Antibody panels in idiopathic polyneuropathy and motor neuron disease

We prospectively evaluated patients with idiopathic polyneuropathy (PN) and motor neuron disease (MND) with commercial antibody (Ab) panels. Patients with sensorimotor PN received a "sensorimotor neuropathy profile" 3-sulfated glucuronyl paragloboside (SGPG)/myelin-associated glycoprotein (MAG), GM1, asialo-GM1, GD1b, Hu, sulfatide]. Motor neuropathy or MND patients underwent a "motor neuropathy profile" (SGPG/MAG, GM1, asialo-GM1). Seven of 78 patients (9.0%) with sensorimotor PN and 3 of 44 patients (6.8%) with MND had abnormal panels.

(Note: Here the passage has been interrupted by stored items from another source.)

//! PosteriorUpdate: moment-matched Beta posteriors for tasks and workers.
//!
//! A worker with reliability ρ labels a task with latent θ; the label is 1
//! with probability `θρ + (1-θ)(1-ρ)`. That likelihood is not conjugate to
//! the Beta priors, so after observing `z` the exact first two posterior
//! moments of θ (or ρ) are computed in closed form and a Beta distribution
//! with the same mean and variance replaces the posterior.
//!
//! Both directions are pure functions of `(a, b, c, d, z)`.

use optkg_core::constants::DEFAULT_VARIANCE_EPSILON;
use optkg_core::errors::PosteriorError;
use optkg_core::types::{BetaParams, Label};

/// First two moments of a posterior.
#[derive(Debug, Clone, Copy, PartialEq)]
pub struct Moments {
    /// E[x]
    pub mean: f64,
    /// E[x²]
    pub second: f64,
}

impl Moments {
    pub fn variance(&self) -> f64 {
        self.second - self.mean * self.mean
    }
}

/// Moment-matching update with a configurable variance floor.
#[derive(Debug, Clone, Copy)]
pub struct PosteriorUpdater {
    variance_epsilon: f64,
}

impl PosteriorUpdater {
    pub fn new(variance_epsilon: f64) -> Self {
        Self { variance_epsilon }
    }

    pub fn variance_epsilon(&self) -> f64 {
        self.variance_epsilon
    }

    /// New task parameters `(a', b')` after `worker` gives `label` to `task`.
    pub fn update_task(
        &self,
        task: BetaParams,
        worker: BetaParams,
        label: Label,
    ) -> Result<BetaParams, PosteriorError> {
        check_params("task", task)?;
        check_params("worker", worker)?;
        self.match_moments(task_moments(task, worker, label))
    }

    /// New worker parameters `(c', d')` after the worker gives `label` to `task`.
    pub fn update_worker(
        &self,
        task: BetaParams,
        worker: BetaParams,
        label: Label,
    ) -> Result<BetaParams, PosteriorError> {
        check_params("task", task)?;
        check_params("worker", worker)?;
        self.match_moments(worker_moments(task, worker, label))
    }

    /// Beta parameters whose mean and variance equal `moments`.
    ///
    /// `alpha = μ(μ-ν)/(ν-μ²)`, `beta = (1-μ)(μ-ν)/(ν-μ²)`.
    pub fn match_moments(&self, moments: Moments) -> Result<BetaParams, PosteriorError> {
        let Moments { mean, second } = moments;
        let variance = moments.variance();
        if !variance.is_finite() || variance < self.variance_epsilon {
            return Err(PosteriorError::DegenerateVariance {
                mean,
                second_moment: second,
                variance,
            });
        }
        let spread = mean - second;
        let alpha = mean * spread / variance;
        let beta = (1.0 - mean) * spread / variance;
        let matched = BetaParams::new(alpha, beta);
        if !matched.is_valid() {
            return Err(PosteriorError::NonPositiveShape { alpha, beta });
        }
        Ok(matched)
    }
}

impl Default for PosteriorUpdater {
    fn default() -> Self {
        Self::new(DEFAULT_VARIANCE_EPSILON)
    }
}

fn check_params(role: &'static str, params: BetaParams) -> Result<(), PosteriorError> {
    if params.is_valid() {
        Ok(())
    } else {
        Err(PosteriorError::InvalidParameters {
            role,
            alpha: params.alpha,
            beta: params.beta,
        })
    }
}

/// Exact posterior moments of θ given one label.
pub fn task_moments(task: BetaParams, worker: BetaParams, label: Label) -> Moments {
    let (a, b) = (task.alpha, task.beta);
    let (c, d) = (worker.alpha, worker.beta);
    let n1 = a + b + 1.0;
    let n2 = a + b + 2.0;
    match label {
        Label::Positive => {
            let evidence = a * c + b * d;
            Moments {
                mean: a * ((a + 1.0) * c + b * d) / (n1 * evidence),
                second: a * (a + 1.0) * ((a + 2.0) * c + b * d) / (n1 * n2 * evidence),
            }
        }
        Label::Negative => {
            let evidence = b * c + a * d;
            Moments {
                mean: a * (b * c + (a + 1.0) * d) / (n1 * evidence),
                second: a * (a + 1.0) * (b * c + (a + 2.0) * d) / (n1 * n2 * evidence),
            }
        }
    }
}

/// Exact posterior moments of ρ given one label.
pub fn worker_moments(task: BetaParams, worker: BetaParams, label: Label) -> Moments {
    let (a, b) = (task.alpha, task.beta);
    let (c, d) = (worker.alpha, worker.beta);
    let m1 = c + d + 1.0;
    let m2 = c + d + 2.0;
    match label {
        Label::Positive => {
            let evidence = a * c + b * d;
            Moments {
                mean: c * (a * (c + 1.0) + b * d) / (m1 * evidence),
                second: c * (c + 1.0) * (a * (c + 2.0) + b * d) / (m1 * m2 * evidence),
            }
        }
        Label::Negative => {
            let evidence = b * c + a * d;
            Moments {
                mean: c * (b * (c + 1.0) + a * d) / (m1 * evidence),
                second: c * (c + 1.0) * (b * (c + 2.0) + a * d) / (m1 * m2 * evidence),
            }
        }
    }
}

#[cfg(test)]
mod tests {
    use super::*;

    const EPS: f64 = 1e-9;

    fn close(x: f64, y: f64) -> bool {
        (x - y).abs() < EPS
    }

    #[test]
    fn test_uniform_task_positive_label() {
        // μ = 9/15, ν = 26/60, so a' = 15/11 and b' = 10/11.
        let up = PosteriorUpdater::default();
        let next = up
            .update_task(BetaParams::uniform(), BetaParams::new(4.0, 1.0), Label::Positive)
            .unwrap();
        assert!(close(next.alpha, 15.0 / 11.0), "alpha = {}", next.alpha);
        assert!(close(next.beta, 10.0 / 11.0), "beta = {}", next.beta);
    }

    #[test]
    fn test_uniform_task_labels_mirror() {
        let up = PosteriorUpdater::default();
        let worker = BetaParams::new(4.0, 1.0);
        let pos = up.update_task(BetaParams::uniform(), worker, Label::Positive).unwrap();
        let neg = up.update_task(BetaParams::uniform(), worker, Label::Negative).unwrap();
        assert!(close(pos.alpha, neg.beta));
        assert!(close(pos.beta, neg.alpha));
    }

    #[test]
    fn test_worker_unchanged_by_uninformative_task() {
        // A uniform task says nothing about whether the worker was right.
        let up = PosteriorUpdater::default();
        let worker = BetaParams::new(4.0, 1.0);
        for label in Label::ALL {
            let next = up.update_worker(BetaParams::uniform(), worker, label).unwrap();
            assert!(close(next.alpha, 4.0), "alpha = {}", next.alpha);
            assert!(close(next.beta, 1.0), "beta = {}", next.beta);
        }
    }

    #[test]
    fn test_agreeing_label_raises_worker_reliability() {
        let up = PosteriorUpdater::default();
        let confident_positive = BetaParams::new(20.0, 2.0);
        let worker = BetaParams::new(4.0, 1.0);
        let agree = up.update_worker(confident_positive, worker, Label::Positive).unwrap();
        let disagree = up.update_worker(confident_positive, worker, Label::Negative).unwrap();
        assert!(agree.mean() > worker.mean());
        assert!(disagree.mean() < worker.mean());
    }

    #[test]
    fn test_unreliable_worker_flips_evidence() {
        let up = PosteriorUpdater::default();
        let adversary = BetaParams::new(1.0, 4.0);
        let next = up.update_task(BetaParams::uniform(), adversary, Label::Positive).unwrap();
        assert!(next.alpha < next.beta);
    }

    #[test]
    fn test_invalid_inputs_rejected() {
        let up = PosteriorUpdater::default();
        let err = up
            .update_task(BetaParams::new(0.0, 1.0), BetaParams::new(4.0, 1.0), Label::Positive)
            .unwrap_err();
        assert!(matches!(err, PosteriorError::InvalidParameters { role: "task", .. }));

        let err = up
            .update_worker(BetaParams::uniform(), BetaParams::new(4.0, f64::NAN), Label::Negative)
            .unwrap_err();
        assert!(matches!(err, PosteriorError::InvalidParameters { role: "worker", .. }));
    }

    #[test]
    fn test_degenerate_variance_detected() {
        let up = PosteriorUpdater::default();
        let err = up
            .match_moments(Moments {
                mean: 0.5,
                second: 0.25,
            })
            .unwrap_err();
        assert!(matches!(err, PosteriorError::DegenerateVariance { .. }));
    }

    #[test]
    fn test_large_epsilon_turns_update_degenerate() {
        let strict = PosteriorUpdater::new(1.0);
        let err = strict
            .update_task(BetaParams::uniform(), BetaParams::new(4.0, 1.0), Label::Positive)
            .unwrap_err();
        assert!(matches!(err, PosteriorError::DegenerateVariance { .. }));
    }

    #[test]
    fn test_impossible_moments_give_non_positive_shape() {
        let up = PosteriorUpdater::default();
        // ν > μ is not achievable on [0, 1]; the matched shapes go negative.
        let err = up
            .match_moments(Moments {
                mean: 0.5,
                second: 0.6,
            })
            .unwrap_err();
        assert!(matches!(err, PosteriorError::NonPositiveShape { .. }));
    }
}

None of 60 patients with axonal sensory or sensorimotor PN had antisulfatide Ab. Seven of 13 patients (54%) with multifocal motor neuropathy had abnormal panels, with 6 seropositive to GM1. We found abnormal Ab panels in fewer than 10% of patients with idiopathic sensorimotor PN and MND. Moreover, abnormal Ab tests often did not relate to the clinical context. Our data do not support the use of commercial Ab panels in the evaluation of patients with idiopathic PN or MND.